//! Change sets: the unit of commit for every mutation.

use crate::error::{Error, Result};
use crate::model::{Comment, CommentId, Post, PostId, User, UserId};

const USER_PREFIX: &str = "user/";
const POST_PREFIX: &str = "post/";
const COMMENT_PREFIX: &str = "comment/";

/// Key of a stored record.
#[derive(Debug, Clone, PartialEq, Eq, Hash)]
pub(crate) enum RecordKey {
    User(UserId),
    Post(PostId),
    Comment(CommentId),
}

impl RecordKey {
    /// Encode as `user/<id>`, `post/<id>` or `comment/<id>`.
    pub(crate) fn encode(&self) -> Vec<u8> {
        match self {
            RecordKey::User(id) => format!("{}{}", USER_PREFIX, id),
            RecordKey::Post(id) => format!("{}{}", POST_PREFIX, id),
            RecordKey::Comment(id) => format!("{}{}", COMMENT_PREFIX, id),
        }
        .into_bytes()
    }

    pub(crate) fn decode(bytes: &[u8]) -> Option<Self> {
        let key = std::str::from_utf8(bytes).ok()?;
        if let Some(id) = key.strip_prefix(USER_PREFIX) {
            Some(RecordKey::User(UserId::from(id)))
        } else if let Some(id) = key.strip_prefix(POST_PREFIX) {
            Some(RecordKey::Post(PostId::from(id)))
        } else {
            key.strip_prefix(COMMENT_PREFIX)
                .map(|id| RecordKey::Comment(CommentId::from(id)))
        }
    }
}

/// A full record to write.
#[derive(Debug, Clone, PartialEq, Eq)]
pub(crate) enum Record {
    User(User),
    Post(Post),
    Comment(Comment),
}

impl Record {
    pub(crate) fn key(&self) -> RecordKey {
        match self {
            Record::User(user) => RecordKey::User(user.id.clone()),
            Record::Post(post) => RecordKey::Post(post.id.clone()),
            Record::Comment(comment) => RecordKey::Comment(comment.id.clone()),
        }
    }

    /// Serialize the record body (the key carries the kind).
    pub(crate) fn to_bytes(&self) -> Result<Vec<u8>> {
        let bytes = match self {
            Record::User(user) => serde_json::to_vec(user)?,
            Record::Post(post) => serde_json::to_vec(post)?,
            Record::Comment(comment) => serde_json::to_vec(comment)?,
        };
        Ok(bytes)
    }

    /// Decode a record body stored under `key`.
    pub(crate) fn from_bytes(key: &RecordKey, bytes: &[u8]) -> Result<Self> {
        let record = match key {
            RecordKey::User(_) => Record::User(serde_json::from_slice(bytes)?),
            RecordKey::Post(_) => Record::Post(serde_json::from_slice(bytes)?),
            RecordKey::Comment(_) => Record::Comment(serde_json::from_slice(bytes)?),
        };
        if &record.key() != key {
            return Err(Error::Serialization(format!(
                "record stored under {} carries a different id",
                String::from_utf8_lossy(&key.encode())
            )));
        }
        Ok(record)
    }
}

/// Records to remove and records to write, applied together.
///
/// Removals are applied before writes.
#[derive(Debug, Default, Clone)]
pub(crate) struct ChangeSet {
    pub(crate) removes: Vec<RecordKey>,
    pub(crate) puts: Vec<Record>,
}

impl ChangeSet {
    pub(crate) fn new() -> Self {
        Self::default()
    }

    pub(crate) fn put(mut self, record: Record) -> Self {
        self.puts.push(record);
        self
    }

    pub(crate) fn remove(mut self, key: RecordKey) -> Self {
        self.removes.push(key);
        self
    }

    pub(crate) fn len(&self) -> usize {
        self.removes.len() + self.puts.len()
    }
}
════
*PROBLEM:* Find the lines above that contain the word "enum" and copy each one.

*RESULT FOR THIS EXERCISE:*
pub(crate) enum RecordKey {
pub(crate) enum Record {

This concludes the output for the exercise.